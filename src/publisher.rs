//! Signal publishing and bracket-order submission
//!
//! Thin HTTP clients for the two outbound collaborators: the signal sink
//! (which fans out to chat channels) and the order executor (which places an
//! Alpaca bracket order). A signal counts as sent when either one accepts it.

use reqwest::blocking::Client;
use serde::{Deserialize, Serialize};
use std::time::Duration as StdDuration;
use tracing::{error, info, warn};

use crate::config::PublisherConfig;
use crate::error::ScalperError;
use crate::types::{local_time, Direction, TradeCandidate};

const PUBLISH_TIMEOUT_SECS: u64 = 10;
const EXECUTOR_TIMEOUT_SECS: u64 = 30;

/// JSON body posted to the signal endpoint
#[derive(Debug, Clone, PartialEq, Serialize)]
pub struct SignalPayload {
    pub asset_code: String,
    pub signal_type: Direction,
    pub entry_price: f64,
    pub target_price: f64,
    pub stop_loss_price: f64,
    pub pattern: String,
    pub box_high: f64,
    pub box_low: f64,
    pub daily_atr: f64,
    pub timestamp: String,
}

impl From<&TradeCandidate> for SignalPayload {
    fn from(c: &TradeCandidate) -> Self {
        Self {
            asset_code: c.symbol.to_string(),
            signal_type: c.direction,
            entry_price: c.entry_price.to_f64(),
            target_price: c.target_price.to_f64(),
            stop_loss_price: c.stop_loss.to_f64(),
            pattern: c.pattern.to_string(),
            box_high: c.box_high.to_f64(),
            box_low: c.box_low.to_f64(),
            daily_atr: c.atr.to_f64(),
            timestamp: c.timestamp.format(local_time::FORMAT).to_string(),
        }
    }
}

/// JSON body posted to the order executor
#[derive(Debug, Clone, PartialEq, Serialize)]
pub struct BracketOrder {
    pub symbol: String,
    pub side: Direction,
    pub notional: f64,
    pub entry_price: f64,
    pub stop_loss_price: f64,
    pub take_profit_price: f64,
}

impl BracketOrder {
    pub fn from_candidate(candidate: &TradeCandidate, notional: f64) -> Self {
        Self {
            symbol: candidate.symbol.to_string(),
            side: candidate.direction,
            notional,
            entry_price: candidate.entry_price.to_f64(),
            stop_loss_price: candidate.stop_loss.to_f64(),
            take_profit_price: candidate.target_price.to_f64(),
        }
    }
}

/// Executor reply; only `success` is relied on
#[derive(Debug, Clone, Default, Deserialize)]
pub struct OrderAck {
    #[serde(default)]
    pub success: bool,
    #[serde(default)]
    pub order_id: Option<String>,
    #[serde(default)]
    pub status: Option<String>,
}

pub trait SignalPublisher: Send + Sync {
    fn publish(&self, payload: &SignalPayload) -> Result<(), ScalperError>;
}

pub trait OrderExecutor: Send + Sync {
    fn submit(&self, order: &BracketOrder) -> Result<OrderAck, ScalperError>;
}

fn http_client(timeout_secs: u64) -> Result<Client, ScalperError> {
    Client::builder()
        .timeout(StdDuration::from_secs(timeout_secs))
        .build()
        .map_err(client_error)
}

fn client_error(e: reqwest::Error) -> ScalperError {
    ScalperError::InvalidConfiguration(format!("cannot build HTTP client: {}", e))
}

/// POSTs the payload as JSON; only HTTP 200 counts as delivered
pub struct HttpSignalPublisher {
    client: Client,
    url: String,
}

impl HttpSignalPublisher {
    pub fn new(url: impl Into<String>) -> Result<Self, ScalperError> {
        Ok(Self {
            client: http_client(PUBLISH_TIMEOUT_SECS)?,
            url: url.into(),
        })
    }
}

impl SignalPublisher for HttpSignalPublisher {
    fn publish(&self, payload: &SignalPayload) -> Result<(), ScalperError> {
        let response = self
            .client
            .post(&self.url)
            .json(payload)
            .send()
            .map_err(|e| ScalperError::Publish(format!("signal endpoint: {}", e)))?;

        let status = response.status();
        if status == reqwest::StatusCode::OK {
            info!("Signal published for {}", payload.asset_code);
            Ok(())
        } else {
            Err(ScalperError::Publish(format!(
                "signal endpoint returned {}",
                status
            )))
        }
    }
}

/// POSTs a bracket order with an optional bearer token
pub struct OrderExecutorClient {
    client: Client,
    url: String,
    token: Option<String>,
}

impl OrderExecutorClient {
    pub fn new(url: impl Into<String>, token: Option<String>) -> Result<Self, ScalperError> {
        Ok(Self {
            client: http_client(EXECUTOR_TIMEOUT_SECS)?,
            url: url.into(),
            token,
        })
    }
}

impl OrderExecutor for OrderExecutorClient {
    fn submit(&self, order: &BracketOrder) -> Result<OrderAck, ScalperError> {
        let mut request = self.client.post(&self.url).json(order);
        if let Some(token) = &self.token {
            request = request.bearer_auth(token);
        }

        let response = request
            .send()
            .map_err(|e| ScalperError::Publish(format!("order executor: {}", e)))?;
        let status = response.status();
        if status != reqwest::StatusCode::OK {
            let body = response.text().unwrap_or_default();
            return Err(ScalperError::Publish(format!(
                "order executor returned {}: {}",
                status, body
            )));
        }

        let ack: OrderAck = response
            .json()
            .map_err(|e| ScalperError::Publish(format!("order executor reply: {}", e)))?;
        if ack.success {
            info!("Bracket order accepted for {} ({:?})", order.symbol, ack.order_id);
            Ok(ack)
        } else {
            Err(ScalperError::Publish(format!(
                "order executor rejected {} (status {:?})",
                order.symbol, ack.status
            )))
        }
    }
}

/// Logs instead of sending; always succeeds
#[derive(Debug, Default)]
pub struct DryRunPublisher;

impl SignalPublisher for DryRunPublisher {
    fn publish(&self, payload: &SignalPayload) -> Result<(), ScalperError> {
        let body = serde_json::to_string(payload).unwrap_or_default();
        info!("[dry-run] signal payload: {}", body);
        Ok(())
    }
}

impl OrderExecutor for DryRunPublisher {
    fn submit(&self, order: &BracketOrder) -> Result<OrderAck, ScalperError> {
        let body = serde_json::to_string(order).unwrap_or_default();
        info!("[dry-run] bracket order: {}", body);
        Ok(OrderAck {
            success: true,
            order_id: None,
            status: Some("dry_run".to_string()),
        })
    }
}

/// Which collaborators accepted a signal
#[derive(Debug, Clone, Copy, PartialEq, Eq, Default)]
pub struct DispatchReport {
    pub published: bool,
    pub ordered: bool,
}

impl DispatchReport {
    pub fn sent(&self) -> bool {
        self.published || self.ordered
    }
}

pub struct SignalDispatcher {
    publisher: Option<Box<dyn SignalPublisher>>,
    executor: Option<Box<dyn OrderExecutor>>,
    position_size_usd: f64,
}

impl SignalDispatcher {
    pub fn new(
        publisher: Option<Box<dyn SignalPublisher>>,
        executor: Option<Box<dyn OrderExecutor>>,
        position_size_usd: f64,
    ) -> Self {
        Self {
            publisher,
            executor,
            position_size_usd,
        }
    }

    /// Wire collaborators from config.
    ///
    /// Fails when trading is enabled without an executor URL, or when there is
    /// nowhere to send a signal at all.
    pub fn from_config(config: &PublisherConfig, dry_run: bool) -> Result<Self, ScalperError> {
        if dry_run {
            let executor: Option<Box<dyn OrderExecutor>> = if config.trading_enabled {
                Some(Box::new(DryRunPublisher))
            } else {
                None
            };
            return Ok(Self::new(
                Some(Box::new(DryRunPublisher)),
                executor,
                config.position_size_usd,
            ));
        }

        let publisher: Option<Box<dyn SignalPublisher>> = match &config.endpoint_url {
            Some(url) if !url.is_empty() => Some(Box::new(HttpSignalPublisher::new(url.clone())?)),
            _ => None,
        };

        let executor: Option<Box<dyn OrderExecutor>> = if config.trading_enabled {
            match &config.order_executor_url {
                Some(url) if !url.is_empty() => Some(Box::new(OrderExecutorClient::new(
                    url.clone(),
                    config.order_executor_token.clone(),
                )?)),
                _ => {
                    return Err(ScalperError::InvalidConfiguration(
                        "trading_enabled requires ORDER_EXECUTOR_URL".into(),
                    ))
                }
            }
        } else {
            None
        };

        if publisher.is_none() && executor.is_none() {
            return Err(ScalperError::InvalidConfiguration(
                "no SIGNAL_ENDPOINT_URL configured and trading disabled".into(),
            ));
        }

        Ok(Self::new(publisher, executor, config.position_size_usd))
    }

    /// Send to every configured collaborator; errors only if none accepted
    pub fn dispatch(&self, candidate: &TradeCandidate) -> Result<DispatchReport, ScalperError> {
        let mut report = DispatchReport::default();

        if let Some(publisher) = &self.publisher {
            match publisher.publish(&SignalPayload::from(candidate)) {
                Ok(()) => report.published = true,
                Err(e) => warn!("Signal publish failed for {}: {}", candidate.symbol, e),
            }
        }

        if let Some(executor) = &self.executor {
            let order = BracketOrder::from_candidate(candidate, self.position_size_usd);
            match executor.submit(&order) {
                Ok(_) => report.ordered = true,
                Err(e) => error!("Bracket order failed for {}: {}", candidate.symbol, e),
            }
        }

        if report.sent() {
            Ok(report)
        } else {
            Err(ScalperError::Publish(format!(
                "no collaborator accepted the {} signal",
                candidate.symbol
            )))
        }
    }
}

#[cfg(test)]
mod tests {
    use super::*;
    use crate::types::{Money, Pattern, Symbol, TradeLevels};
    use chrono::TimeZone;
    use chrono_tz::America::New_York;
    use std::sync::atomic::{AtomicUsize, Ordering};
    use std::sync::Arc;

    fn candidate() -> TradeCandidate {
        TradeCandidate {
            symbol: Symbol::new("AAPL"),
            direction: Direction::Long,
            pattern: Pattern::BullishEngulfing,
            entry_price: Money::cents(102.5),
            stop_loss: Money::cents(99.5),
            target_price: Money::cents(106.0),
            box_high: Money::cents(106.0),
            box_low: Money::cents(101.0),
            atr: Money::cents(8.123),
            timestamp: New_York.with_ymd_and_hms(2025, 3, 10, 10, 5, 0).unwrap(),
            levels: TradeLevels {
                entry: 102.5,
                stop: 99.5,
                target: 106.0,
            },
        }
    }

    struct Failing;

    impl SignalPublisher for Failing {
        fn publish(&self, _payload: &SignalPayload) -> Result<(), ScalperError> {
            Err(ScalperError::Publish("down".into()))
        }
    }

    impl OrderExecutor for Failing {
        fn submit(&self, _order: &BracketOrder) -> Result<OrderAck, ScalperError> {
            Err(ScalperError::Publish("down".into()))
        }
    }

    struct Counting(Arc<AtomicUsize>);

    impl OrderExecutor for Counting {
        fn submit(&self, order: &BracketOrder) -> Result<OrderAck, ScalperError> {
            assert_eq!(order.notional, 250.0);
            self.0.fetch_add(1, Ordering::SeqCst);
            Ok(OrderAck {
                success: true,
                ..OrderAck::default()
            })
        }
    }

    #[test]
    fn test_payload_shape() {
        let payload = SignalPayload::from(&candidate());
        let json = serde_json::to_value(&payload).unwrap();

        assert_eq!(json["asset_code"], "AAPL");
        assert_eq!(json["signal_type"], "LONG");
        assert_eq!(json["pattern"], "bullish_engulfing");
        assert_eq!(json["entry_price"], 102.5);
        assert_eq!(json["daily_atr"], 8.12);
        assert_eq!(json["timestamp"], "2025-03-10 10:05:00");
    }

    #[test]
    fn test_sent_if_either_succeeds() {
        let calls = Arc::new(AtomicUsize::new(0));
        let dispatcher = SignalDispatcher::new(
            Some(Box::new(Failing)),
            Some(Box::new(Counting(calls.clone()))),
            250.0,
        );
        let report = dispatcher.dispatch(&candidate()).unwrap();
        assert!(!report.published);
        assert!(report.ordered);
        assert_eq!(calls.load(Ordering::SeqCst), 1);
    }

    #[test]
    fn test_all_failed_is_publish_error() {
        let dispatcher = SignalDispatcher::new(Some(Box::new(Failing)), Some(Box::new(Failing)), 100.0);
        let err = dispatcher.dispatch(&candidate()).unwrap_err();
        assert!(matches!(err, ScalperError::Publish(_)));
        assert!(err.is_recoverable());
    }

    #[test]
    fn test_dry_run_counts_as_sent() {
        let config = PublisherConfig::default();
        let dispatcher = SignalDispatcher::from_config(&config, true).unwrap();
        assert!(dispatcher.dispatch(&candidate()).unwrap().sent());
    }

    #[test]
    fn test_trading_without_executor_url_is_config_error() {
        let config = PublisherConfig {
            endpoint_url: Some("http://localhost:8080/signal".into()),
            trading_enabled: true,
            ..PublisherConfig::default()
        };
        let err = SignalDispatcher::from_config(&config, false).err().unwrap();
        assert!(matches!(err, ScalperError::InvalidConfiguration(_)));

        let err = SignalDispatcher::from_config(&PublisherConfig::default(), false)
            .err()
            .unwrap();
        assert!(matches!(err, ScalperError::InvalidConfiguration(_)));
    }

    #[test]
    fn test_client_build_failure_is_config_error() {
        let err = Client::new().get("not a url").build().unwrap_err();
        let err = client_error(err);
        assert!(matches!(err, ScalperError::InvalidConfiguration(_)));
        assert!(!err.is_recoverable());
    }
}
//! Download command - fetch historical bars from Alpaca into the CSV layout

use anyhow::Result;
use chrono::Duration;
use quick_flip_scalper::alpaca::{AlpacaCredentials, AlpacaProvider};
use quick_flip_scalper::data::{csv_file_name, save_csv, DataProvider};
use quick_flip_scalper::{Interval, Symbol};
use std::path::Path;
use tracing::info;

use super::{date_range, load_config, resolve_symbols};

pub fn run(
    config_path: String,
    symbols: Vec<String>,
    intervals: String,
    days: i64,
    output: Option<String>,
) -> Result<()> {
    let config = load_config(&config_path)?;
    let symbols: Vec<Symbol> = resolve_symbols(&symbols, &config);
    let intervals: Vec<Interval> = intervals
        .split(',')
        .map(|s| s.trim().parse::<Interval>())
        .collect::<Result<_, _>>()?;
    let output = output.unwrap_or_else(|| config.data.data_dir.clone());

    let tz = config.market.timezone()?;
    let (start, end) = date_range(None, None, days, tz)?;
    let credentials = AlpacaCredentials::from_env()?;
    let provider = AlpacaProvider::new(&credentials, &config.data.alpaca_feed, tz)?;
    info!("Starting data download from {}", provider.name());

    println!("\n{}", "=".repeat(60));
    println!("DOWNLOADING HISTORICAL DATA FROM ALPACA");
    println!("{}", "=".repeat(60));
    println!("  Symbols:    {:?}", symbols.iter().map(Symbol::as_str).collect::<Vec<_>>());
    println!("  Intervals:  {:?}", intervals.iter().map(|i| i.as_str()).collect::<Vec<_>>());
    println!("  Range:      {} to {}", start, end);
    println!("  Output:     {}", output);
    println!("{}\n", "=".repeat(60));

    let mut total_bars = 0;
    let mut success_count = 0;
    let mut total_downloads = 0;

    for symbol in &symbols {
        println!("\n{}:", symbol);
        for &interval in &intervals {
            total_downloads += 1;
            // Daily history also covers the ATR lookback ahead of the range
            let from = match interval {
                Interval::Daily => start - Duration::days(config.data.daily_lookback_days),
                _ => start,
            };

            match provider.fetch_bars(symbol, interval, from, end) {
                Ok(series) => {
                    let path = Path::new(&output).join(csv_file_name(symbol, interval));
                    save_csv(&series, &path)?;
                    total_bars += series.len();
                    success_count += 1;
                    println!("  {} ✓ {} bars -> {}", interval, series.len(), path.display());
                }
                Err(e) => println!("  {} ✗ Error: {}", interval, e),
            }
        }
    }

    println!("\n{}", "=".repeat(60));
    println!("DOWNLOAD COMPLETE");
    println!("{}", "=".repeat(60));
    println!("  Successful: {}/{}", success_count, total_downloads);
    println!("  Total bars: {}", total_bars);
    println!("{}", "=".repeat(60));

    Ok(())
}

Exercise
Copy exactly the lines above, starting at the opening line and finishing at the line in which "use std::time::Duration as StdDuration;" occurs.

Written response
filename src/publisher.rs
//! Signal publishing and bracket-order submission
//!
//! Thin HTTP clients for the two outbound collaborators: the signal sink
//! (which fans out to chat channels) and the order executor (which places an
//! Alpaca bracket order). A signal counts as sent when either one accepts it.

use reqwest::blocking::Client;
use serde::{Deserialize, Serialize};
use std::time::Duration as StdDuration;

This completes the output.